While I think that these kinds of changes are a No Go because they'd break
a lot of applications (including mine), IF (big if) you really want to
make major changes to the inheritance scheme, I got a few ideas.

First let me say that I like the conceptual simplicity of relational
databases. Some or all of the ideas thrown around here break with
simplicity and consistency, by suggesting, e.g., that some commands be
allowed only on entire inheritance structures, while others be allowed on
individual tables, and attached to it a discussion which ones those should
be. That doesn't strike me as too promising.

A lot of people use inheritance to create "consistent schemas", that is,
they empty create base tables, such as "address" which are inherited by
tables such as customer, vendor, office, etc. That is probably not what
inheritance is for, perhaps it should be some sort of a macro-like
concept, such as create table vendor (name text,
copy_schema_from(address), more fields), expanded by the parser. This is
pretty much what it does now, only this scheme wouldn't have to actually
store the (useless) inheritance link.

Anyway, an idea I had would be to reimplement inheritance based on joins,
since this is what the "pure relational" solution would be anyway.
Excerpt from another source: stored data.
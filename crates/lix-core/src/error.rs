//! Error types for the Lix Core.

use thiserror::Error;

use crate::types::{ChangeId, EntityId, FileId, SchemaKey};

/// Core errors that can occur while building or decoding records.
#[derive(Debug, Error)]
pub enum CoreError {
    #[error("malformed schema key: {0:?}")]
    InvalidSchemaKey(String),

    #[error("invalid hex identifier: {0}")]
    InvalidHex(String),

    #[error("schema {0} is already registered with a different definition")]
    DuplicateSchema(SchemaKey),

    #[error("unsupported container format: {0}")]
    UnsupportedFormat(u32),

    #[error("container is missing the {0:?} key")]
    MissingKey(&'static str),

    #[error("encoding error: {0}")]
    Encoding(String),

    #[error("decoding error: {0}")]
    Decoding(String),
}

/// Validation errors for change content and batches.
#[derive(Debug, Error)]
pub enum ValidationError {
    #[error("schema violation ({schema_key}): {reason}")]
    SchemaViolation { schema_key: String, reason: String },

    #[error("identity conflict in file {file_id}: entity {entity_id} ({schema_key}) has two different snapshots in one batch")]
    IdentityConflict {
        file_id: FileId,
        entity_id: EntityId,
        schema_key: SchemaKey,
    },

    #[error("change id mismatch: declared {declared}, computed {computed}")]
    IdMismatch {
        declared: ChangeId,
        computed: ChangeId,
    },
}

impl ValidationError {
    /// Shorthand for a schema violation.
    pub fn violation(schema_key: impl Into<String>, reason: impl Into<String>) -> Self {
        ValidationError::SchemaViolation {
            schema_key: schema_key.into(),
            reason: reason.into(),
        }
    }
}
//! Monotonic millisecond clock for stamping change batches.

use std::sync::atomic::{AtomicI64, Ordering};
use std::time::{SystemTime, UNIX_EPOCH};

/// Hands out strictly increasing Unix-millisecond timestamps.
///
/// Follows wall time while it moves forward; otherwise steps one millisecond
/// past the last value handed out or observed.
#[derive(Debug, Default)]
pub(crate) struct Clock {
    last: AtomicI64,
}

impl Clock {
    pub(crate) fn new() -> Self {
        Self::default()
    }

    /// Never hand out a timestamp at or below `ts`.
    pub(crate) fn observe(&self, ts: i64) {
        self.last.fetch_max(ts, Ordering::SeqCst);
    }

    pub(crate) fn next(&self) -> i64 {
        let now = now_millis();
        let prev = match self
            .last
            .fetch_update(Ordering::SeqCst, Ordering::SeqCst, |last| {
                Some(now.max(last + 1))
            }) {
            Ok(prev) | Err(prev) => prev,
        };
        now.max(prev + 1)
    }
}

fn now_millis() -> i64 {
    SystemTime::now()
        .duration_since(UNIX_EPOCH)
        .map(|d| d.as_millis() as i64)
        .unwrap_or(0)
}
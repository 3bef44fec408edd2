//! # Lix Plugin
//!
//! Schema-aware change detection and materialization, one plugin per file
//! type.
//!
//! A plugin turns two versions of a file into the minimal set of entity
//! changes ([`Plugin::detect_changes`]) and folds changes back into file
//! bytes ([`Plugin::apply_changes`]). Plugins are selected by matching
//! their glob against the file path, see [`PluginRegistry::for_path`].
//!
//! The crate ships one plugin, [`CsvPlugin`], which tracks a header entity
//! and one entity per row.

pub mod csv;
pub mod error;
pub mod glob;
pub mod plugin;
pub mod registry;

pub use csv::CsvPlugin;
pub use error::{PluginError, Result};
pub use glob::glob_match;
pub use plugin::{DetectedChange, FileSnapshot, Plugin};
pub use registry::{default_plugins, PluginRegistry};
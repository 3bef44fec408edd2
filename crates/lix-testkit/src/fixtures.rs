//! Test fixtures and helpers.
//!
//! Common setup code for integration tests.

use std::sync::Arc;

use lix::{Lix, LixConfig};
use lix_core::{FileMetadata, LixId};
use lix_plugin::csv::UNIQUE_COLUMN;
use lix_plugin::default_plugins;
use lix_store::{MemoryBackend, MemoryStore};
use lix_sync::{HandlerConfig, LocalTransport, ProtocolHandler, SyncClient, SyncConfig};

/// Client type produced by [`TestServer`].
pub type TestClient = SyncClient<LocalTransport<MemoryBackend>>;

/// Render a CSV document with `\n` line endings and a trailing newline.
///
/// Fields containing a comma, quote or line break are quoted.
pub fn csv_text(columns: &[&str], rows: &[&[&str]]) -> String {
    let mut out = String::new();
    push_record(&mut out, columns);
    for row in rows {
        push_record(&mut out, row);
    }
    out
}

fn push_record(out: &mut String, fields: &[&str]) {
    for (i, field) in fields.iter().enumerate() {
        if i > 0 {
            out.push(',');
        }
        if field.contains([',', '"', '\n', '\r']) {
            out.push('"');
            out.push_str(&field.replace('"', "\"\""));
            out.push('"');
        } else {
            out.push_str(field);
        }
    }
    out.push('\n');
}

/// Metadata declaring `column` as the CSV key column.
pub fn keyed_by(column: &str) -> FileMetadata {
    FileMetadata::new().with(UNIQUE_COLUMN, column)
}

/// A fresh in-memory Lix with the default plugins.
pub async fn memory_lix() -> Lix<MemoryStore> {
    Lix::new(MemoryStore::new(), default_plugins(), LixConfig::default())
        .await
        .expect("empty store accepts a new lix")
}

/// An in-process sync server backed by memory.
pub struct TestServer {
    handler: Arc<ProtocolHandler<MemoryBackend>>,
}

impl TestServer {
    /// A server that validates against the default plugins' schemas.
    pub fn new() -> Self {
        Self::with_config(HandlerConfig::default())
    }

    pub fn with_config(config: HandlerConfig) -> Self {
        let schemas = default_plugins()
            .schema_registry()
            .expect("default plugins have distinct schemas");
        Self {
            handler: Arc::new(ProtocolHandler::new(MemoryBackend::new(), config).with_schemas(schemas)),
        }
    }

    pub fn handler(&self) -> &Arc<ProtocolHandler<MemoryBackend>> {
        &self.handler
    }

    pub fn transport(&self) -> LocalTransport<MemoryBackend> {
        LocalTransport::new(self.handler.clone())
    }

    pub fn client(&self) -> TestClient {
        SyncClient::new(self.transport(), SyncConfig::default())
    }

    /// Create an empty Lix and publish it.
    pub async fn publish_new(&self) -> (Lix<MemoryStore>, TestClient) {
        let lix = memory_lix().await;
        let client = lix.client(self.transport());
        lix.publish(&client).await.expect("publish new lix");
        (lix, client)
    }

    /// Download a published Lix into a new in-memory instance.
    pub async fn clone_lix(&self, lix_id: &LixId) -> (Lix<MemoryStore>, TestClient) {
        let client = self.client();
        let lix = Lix::fetch(&client, lix_id, default_plugins(), LixConfig::default())
            .await
            .expect("fetch published lix");
        (lix, client)
    }
}

impl Default for TestServer {
    fn default() -> Self {
        Self::new()
    }
}
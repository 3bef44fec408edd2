//! Path glob matching for plugin dispatch.
//!
//! Supported syntax: `*` (any run of characters within one path segment),
//! `?` (one character other than `/`) and `**` (any run, crossing segments).
//! A pattern without `/` is matched against the file name only.

/// Check whether `path` matches `pattern`.
pub fn glob_match(pattern: &str, path: &str) -> bool {
    let subject = if pattern.contains('/') {
        path.trim_start_matches('/')
    } else {
        path.rsplit('/').next().unwrap_or(path)
    };
    let pattern: Vec<char> = pattern.trim_start_matches('/').chars().collect();
    let subject: Vec<char> = subject.chars().collect();
    matches(&pattern, &subject)
}

fn matches(pattern: &[char], subject: &[char]) -> bool {
    match pattern {
        [] => subject.is_empty(),
        ['*', '*', rest @ ..] => {
            // `**/` may also match zero directories.
            if let ['/', after @ ..] = rest {
                if matches(after, subject) {
                    return true;
                }
            }
            (0..=subject.len()).any(|i| matches(rest, &subject[i..]))
        }
        ['*', rest @ ..] => {
            for i in 0..=subject.len() {
                if matches(rest, &subject[i..]) {
                    return true;
                }
                if subject.get(i) == Some(&'/') {
                    break;
                }
            }
            false
        }
        ['?', rest @ ..] => match subject {
            [c, tail @ ..] if *c != '/' => matches(rest, tail),
            _ => false,
        },
        [p, rest @ ..] => match subject {
            [c, tail @ ..] if c == p => matches(rest, tail),
            _ => false,
        },
    }
}
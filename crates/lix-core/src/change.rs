//! Change: the atomic unit of history.
//!
//! A change is an immutable record of one entity's new state. Once created, it
//! cannot be edited. Corrections are represented as new changes, and a change
//! without a snapshot is a tombstone.

use serde::{Deserialize, Serialize};
use std::cmp::Ordering;

use crate::canonical::{canonical_change_bytes, ChangeContent, CHANGE_ID_DOMAIN};
use crate::hash::Blake3Hash;
use crate::types::{ChangeId, EntityId, FileId, SchemaKey};

/// A complete change record.
#[derive(Debug, Clone, PartialEq, Serialize, Deserialize)]
pub struct Change {
    /// Content-derived identifier.
    pub id: ChangeId,

    /// Stable logical identity of the changed entity.
    pub entity_id: EntityId,

    /// Schema governing the shape of `snapshot`.
    pub schema_key: SchemaKey,

    /// Key of the plugin that detected the change.
    pub plugin_key: String,

    /// The file this change belongs to.
    pub file_id: FileId,

    /// The entity's value after the change; `None` marks a deletion.
    pub snapshot: Option<serde_json::Value>,

    /// The entity's previous head when this change was created.
    pub parent_id: Option<ChangeId>,

    /// Unix milliseconds. Not part of the id.
    pub created_at: i64,
}

impl Change {
    /// Recompute the id from the change's content.
    pub fn compute_id(&self) -> ChangeId {
        compute_id(&ChangeContent {
            file_id: &self.file_id,
            entity_id: &self.entity_id,
            schema_key: &self.schema_key,
            plugin_key: &self.plugin_key,
            snapshot: self.snapshot.as_ref(),
            parent_id: self.parent_id.as_ref(),
        })
    }

    /// Check if this change deletes its entity.
    pub fn is_tombstone(&self) -> bool {
        self.snapshot.is_none()
    }

    /// Check whether two changes describe the same entity.
    pub fn same_entity(&self, other: &Change) -> bool {
        self.file_id == other.file_id
            && self.entity_id == other.entity_id
            && self.schema_key == other.schema_key
    }

    /// Check content equivalence: same entity, identical snapshot.
    pub fn is_equivalent(&self, other: &Change) -> bool {
        self.same_entity(other) && self.snapshot == other.snapshot
    }

    /// Canonical history order: `(created_at, id)`.
    pub fn canonical_cmp(&self, other: &Change) -> Ordering {
        self.created_at
            .cmp(&other.created_at)
            .then_with(|| self.id.cmp(&other.id))
    }
}

fn compute_id(content: &ChangeContent<'_>) -> ChangeId {
    let bytes = canonical_change_bytes(content);
    ChangeId(Blake3Hash::hash_with_domain(CHANGE_ID_DOMAIN, &bytes).0)
}

/// Sort changes into canonical history order.
pub fn sort_canonical(changes: &mut [Change]) {
    changes.sort_by(Change::canonical_cmp);
}

/// Builder for creating changes.
pub struct ChangeBuilder {
    file_id: FileId,
    entity_id: EntityId,
    schema_key: SchemaKey,
    plugin_key: String,
    snapshot: Option<serde_json::Value>,
    parent_id: Option<ChangeId>,
    created_at: i64,
}

impl ChangeBuilder {
    /// Start building a change.
    pub fn new(file_id: FileId, entity_id: EntityId, schema_key: SchemaKey) -> Self {
        Self {
            file_id,
            entity_id,
            schema_key,
            plugin_key: String::new(),
            snapshot: None,
            parent_id: None,
            created_at: 0,
        }
    }

    /// Set the plugin key.
    pub fn plugin(mut self, key: impl Into<String>) -> Self {
        self.plugin_key = key.into();
        self
    }

    /// Set the new value of the entity.
    pub fn snapshot(mut self, snapshot: serde_json::Value) -> Self {
        self.snapshot = Some(snapshot);
        self
    }

    /// Set (or clear) the snapshot.
    pub fn maybe_snapshot(mut self, snapshot: Option<serde_json::Value>) -> Self {
        self.snapshot = snapshot;
        self
    }

    /// Set the parent change.
    pub fn parent(mut self, parent: Option<ChangeId>) -> Self {
        self.parent_id = parent;
        self
    }

    /// Set the creation timestamp.
    pub fn created_at(mut self, ts: i64) -> Self {
        self.created_at = ts;
        self
    }

    /// Build the change and compute its id.
    pub fn build(self) -> Change {
        let id = compute_id(&ChangeContent {
            file_id: &self.file_id,
            entity_id: &self.entity_id,
            schema_key: &self.schema_key,
            plugin_key: &self.plugin_key,
            snapshot: self.snapshot.as_ref(),
            parent_id: self.parent_id.as_ref(),
        });

        Change {
            id,
            entity_id: self.entity_id,
            schema_key: self.schema_key,
            plugin_key: self.plugin_key,
            file_id: self.file_id,
            snapshot: self.snapshot,
            parent_id: self.parent_id,
            created_at: self.created_at,
        }
    }
}
//! Store trait: the abstract interface for change persistence.
//!
//! This trait allows the engine to be storage-agnostic. Implementations
//! include SQLite (primary) and in-memory (tests, server-side containers).

use std::collections::BTreeMap;
use std::fmt;

use async_trait::async_trait;
use lix_core::{
    validate_change, Change, ChangeId, EntityId, File, FileId, SchemaCheck, SchemaRegistry,
};
use serde::{Deserialize, Serialize};
use tracing::debug;

use crate::error::Result;

/// A position in a store's append log.
///
/// Every newly stored change receives the next position. A cursor names
/// "everything stored so far" and is the marker used by incremental pulls.
#[derive(
    Debug, Clone, Copy, Default, PartialEq, Eq, PartialOrd, Ord, Hash, Serialize, Deserialize,
)]
#[serde(transparent)]
pub struct Cursor(pub u64);

impl Cursor {
    /// The position before any change.
    pub const START: Cursor = Cursor(0);
}

impl fmt::Display for Cursor {
    fn fmt(&self, f: &mut fmt::Formatter<'_>) -> fmt::Result {
        write!(f, "{}", self.0)
    }
}

/// Result of appending a batch.
#[derive(Debug, Clone, Default, PartialEq, Eq)]
pub struct AppendReport {
    /// Ids of changes that were new, in log order.
    pub inserted: Vec<ChangeId>,
    /// Changes that were already stored (idempotent, not an error).
    pub duplicates: usize,
    /// Log position after the batch.
    pub cursor: Cursor,
}

impl AppendReport {
    pub fn accepted(&self) -> usize {
        self.inserted.len()
    }
}

/// The ChangeStore trait: async interface for change persistence.
///
/// All methods are async to support both sync (SQLite) and async backends.
/// For SQLite, we use `spawn_blocking` internally to avoid blocking the runtime.
///
/// # Design Notes
///
/// - **Append-only**: stored changes are never updated or removed.
/// - **Idempotent appends**: a change whose id is already stored is counted as
///   a duplicate.
/// - **Atomic batches**: either every new change of a batch becomes visible or
///   none does.
/// - **Canonical order**: histories and pulls are ordered by `(created_at, id)`.
#[async_trait]
pub trait ChangeStore: Send + Sync {
    // ─────────────────────────────────────────────────────────────────────────
    // Change Operations
    // ─────────────────────────────────────────────────────────────────────────

    /// Validate and append a batch of changes.
    ///
    /// Stored logs merge several producers, so two states of one entity at
    /// the same instant are accepted here and ordered by id.
    ///
    /// # Errors
    /// - `Validation(SchemaViolation)` if a snapshot does not match its schema
    /// - `Validation(IdMismatch)` if a change's id does not match its content
    async fn append(&self, changes: &[Change]) -> Result<AppendReport>;

    /// Get a change by id.
    async fn get_change(&self, id: &ChangeId) -> Result<Option<Change>>;

    /// Check if a change exists.
    async fn has_change(&self, id: &ChangeId) -> Result<bool>;

    /// Every change of one entity, oldest first.
    async fn history(&self, file_id: &FileId, entity_id: &EntityId) -> Result<Vec<Change>>;

    /// The most recent change per entity of a file, tombstones included.
    async fn heads(&self, file_id: &FileId) -> Result<BTreeMap<EntityId, Change>>;

    /// The most recent non-deleted change per entity of a file.
    async fn latest(&self, file_id: &FileId) -> Result<BTreeMap<EntityId, Change>> {
        let mut heads = self.heads(file_id).await?;
        heads.retain(|_, change| !change.is_tombstone());
        Ok(heads)
    }

    // ─────────────────────────────────────────────────────────────────────────
    // Log Operations (for sync protocol)
    // ─────────────────────────────────────────────────────────────────────────

    /// Changes stored after `since`, in canonical order, plus the current
    /// log position.
    async fn changes_since(&self, since: Cursor) -> Result<(Vec<Change>, Cursor)>;

    /// Current log position.
    async fn cursor(&self) -> Result<Cursor>;

    /// Every change, in log order.
    async fn all_changes(&self) -> Result<Vec<Change>>;

    // ─────────────────────────────────────────────────────────────────────────
    // File Operations
    // ─────────────────────────────────────────────────────────────────────────

    /// Insert or replace a file row.
    async fn upsert_file(&self, file: &File) -> Result<()>;

    /// Get a file by id.
    async fn get_file(&self, id: &FileId) -> Result<Option<File>>;

    /// List all files, ordered by path.
    async fn list_files(&self) -> Result<Vec<File>>;

    // ─────────────────────────────────────────────────────────────────────────
    // Key/Value Operations
    // ─────────────────────────────────────────────────────────────────────────

    async fn get_key_value(&self, key: &str) -> Result<Option<String>>;

    async fn set_key_value(&self, key: &str, value: &str) -> Result<()>;

    async fn key_values(&self) -> Result<BTreeMap<String, String>>;
}

/// Validate a batch before any of it is written.
pub(crate) fn validate_batch(registry: &SchemaRegistry, changes: &[Change]) -> Result<()> {
    let mut opaque = 0usize;
    for change in changes {
        if validate_change(change, registry)? == SchemaCheck::Unknown {
            opaque += 1;
        }
    }
    if opaque > 0 {
        debug!(opaque, "batch carries changes with unregistered schemas");
    }
    Ok(())
}

/// Fold a change list into per-entity heads.
pub(crate) fn fold_heads<'a>(
    changes: impl IntoIterator<Item = &'a Change>,
) -> BTreeMap<EntityId, Change> {
    let mut heads: BTreeMap<EntityId, Change> = BTreeMap::new();
    for change in changes {
        let newer = heads
            .get(&change.entity_id)
            .map_or(true, |head| change.canonical_cmp(head).is_gt());
        if newer {
            heads.insert(change.entity_id.clone(), change.clone());
        }
    }
    heads
}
When I
create a table B that is based on A, all the system does is create the
table B as usual and store a note "I inherit from A". Any row you insert
into B also creates a row in A, and the row in B contains an oid pointer
to it. Thus a select on B performs a join on A.oid and B.row_in_A_pointer.
A select on A just returns all the rows in A, no extras needed. A delete
on B deletes the row in B and in A. A delete in A would cascade to B. Both
of this can be gotten for free with foreign keys. Adding a column to A
just adds the column to A, all other tables get the new column magically
and in the right order. Same with dropping columns, etc.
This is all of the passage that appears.